Славка задумчиво постучал костяшками пальцев по дереву столешницы, тёмному и гладкому. В груди появилось странное тепло, стеснявшее дыхание — похожее на боль, но и на другое похожее — и Славке было страшно поднять на Пита глаза, да и вообще — страшно их поднять. Он просто пытался дышать — и вдыхал сигаретный дым, запах керосина, мазута, пива и ещё чего-то, чего пока не мог обозначить словом.
— Пит, это не автомобиль, да? — спросил Славка шёпотом.
— Нет, что тебе лопнуть, — так же шёпотом ответил Пит, и Славка услышал в его голосе улыбку, способную растопить лёд.
«Не буду смотреть! — думал Славка в жаркой лихорадке, которой не знал названия. — Рано смотреть. Потом». Нечто внутри боялось спугнуть этот жар и эту боль, более сильные, чем оргазм — оно было страшно хрупким и нестойким, это состояние, в котором окружающий мир тёк и менялся, раздвигались горизонты, а жизнь обретала особый вкус. Славка вдруг почувствовал себя мембраной в телефонной трубке — а кто с кем говорит, он не понимал, да его пока и не интересовало. Он просто проводил сквозь себя настоящие слова — и даже дыхание.
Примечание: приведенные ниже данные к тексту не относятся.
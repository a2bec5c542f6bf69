use chrono::{DateTime, Utc};
use serde::{Deserialize, Serialize};
use uuid::Uuid;

use super::value_objects::OrderItem;
use crate::dispatch::EventBuffer;
use crate::events::EventType;

// ============================================================================
// Order Events - Bodies of the domain events an order emits
// ============================================================================
//
// The event type travels on the DomainEvent record (and selects the topic),
// so only the body struct is serialized into the payload.
//
// ============================================================================

/// Order Event - Union type for all order events
#[derive(Debug, Clone, PartialEq, Serialize, Deserialize)]
#[serde(tag = "type", content = "data")]
pub enum OrderEvent {
    Created(OrderCreated),
    Paid(OrderPaid),
    Shipped(OrderShipped),
    Delivered(OrderDelivered),
    Cancelled(OrderCancelled),
}

impl OrderEvent {
    pub fn event_type(&self) -> EventType {
        match self {
            OrderEvent::Created(_) => EventType::OrderCreated,
            OrderEvent::Paid(_) => EventType::OrderPaid,
            OrderEvent::Shipped(_) => EventType::OrderShipped,
            OrderEvent::Delivered(_) => EventType::OrderDelivered,
            OrderEvent::Cancelled(_) => EventType::OrderCancelled,
        }
    }

    /// Record this event for `order_id` in the operation's buffer.
    pub fn record_into(&self, order_id: Uuid, buffer: &mut EventBuffer) -> Result<(), serde_json::Error> {
        let event_type = self.event_type();
        match self {
            OrderEvent::Created(body) => buffer.record_body(event_type, order_id, body),
            OrderEvent::Paid(body) => buffer.record_body(event_type, order_id, body),
            OrderEvent::Shipped(body) => buffer.record_body(event_type, order_id, body),
            OrderEvent::Delivered(body) => buffer.record_body(event_type, order_id, body),
            OrderEvent::Cancelled(body) => buffer.record_body(event_type, order_id, body),
        }?;
        Ok(())
    }
}

// ============================================================================
// Individual Event Types
// ============================================================================

/// Order Created - Initial event in order lifecycle
#[derive(Serialize, Deserialize, Clone, Debug, PartialEq)]
pub struct OrderCreated {
    pub customer_id: Uuid,
    pub items: Vec<OrderItem>,
}

/// Order Paid - Payment captured
#[derive(Serialize, Deserialize, Clone, Debug, PartialEq)]
pub struct OrderPaid {
    pub payment_reference: String,
    pub paid_at: DateTime<Utc>,
}

/// Order Shipped - Order dispatched to customer
#[derive(Serialize, Deserialize, Clone, Debug, PartialEq)]
pub struct OrderShipped {
    pub tracking_number: String,
    pub carrier: String,
    pub shipped_at: DateTime<Utc>,
}

/// Order Delivered - Order successfully delivered
#[derive(Serialize, Deserialize, Clone, Debug, PartialEq)]
pub struct OrderDelivered {
    pub delivered_at: DateTime<Utc>,
    pub signature: Option<String>,
}

/// Order Cancelled - Order lifecycle ended
#[derive(Serialize, Deserialize, Clone, Debug, PartialEq)]
pub struct OrderCancelled {
    pub reason: Option<String>,
}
Порыв ветра ворвался в открытое окно — и, кроме запахов лётного поля, донёс стрекот мотора крохотного самолёта, заходящего на посадку. Славка не видел, но слышал лёгонький голенастый биплан, и похожий на те, начала авиационной эры, и отличающийся от них. Фанерную двукрылую стрекозку.
— Люсия вернулась, — сказал Пит. — Ангел спорхнул на нашу грёбанную землю.
«Почему — Люсия?» — удивился Славка и взглянул-таки Питу в лицо. И увидел, что улыбка у Пита обозначает ямочку на левой щеке, что в его синих глазах появился огонёк разума, что его комбез цвета хаки застёгнут под горло, а очки-«консервы» подняты на лоб.
Бар был пуст. Совсем. Пропали даже идиотские картонные фигуры. Зато сквозь табачный дым постепенно проступали стены, оклеенные лётными картами, склеенные из реечек и папиросной бумаги модельки самолётиков и дирижаблей, подвешенные к потолку и шевелящиеся на сквозняке, простые табуреты, чёрного дерева стойка, ряды пёстрых бутылок за ней… Из-за стойки вдруг поднялся бармен — стаканы он там, что ли, протирал — и Славка явственно увидел его белоснежный пиджак, торчащий углами, и угловатую же унылую и обвисшую физиономию старого скептика… которому приходится ждать слишком часто и слишком многих.
И на этой унылой плохо выбритой морде вдруг появилась нежная улыбка.
Двери распахнулись со звоном, и в бар впорхнула девушка. Её фигурка выглядела мутно и расплывчато, как за волнистым матовым стеклом — узнавались только лёгонькие, невесомые формы.
«Люсия», — подумал Славка, пытаясь навести на резкость сам себя и мучительно страдая от того, что резкость не наводится. Нужна была какая-то деталь, чёрточка, за которую можно было бы ухватиться, но их не было — и от этого душу тянуло и дёргало, как больной зуб.
Девушка подходила, а Славка таращился на неё, как страшно близорукий человек, потерявший очки — щурясь, моргая, кляня про себя всё на свете — но видел лишь мутный абрис.
И Пит молчал. Если бы он что-нибудь сказал, Славке сразу стало бы легче — и Славка взглянул на него умоляюще.
— Что с личиком, птенец? — спросил Пит доброжелательно и тревожно.
И на глаза Славки словно линзы опустились. Её тёмные волосы были подстрижены очень коротко — ёжиком, как у мальчишки. Её личико было обветренным и отчаянным. На её личике была тонкая яркая царапина — поперёк скулы, как стремительный штрих красной гелевой ручкой. Шлем она держала в руке.
От девушки шёл сильный запах бензина и ветра — и еле заметный мандариновый запах духов.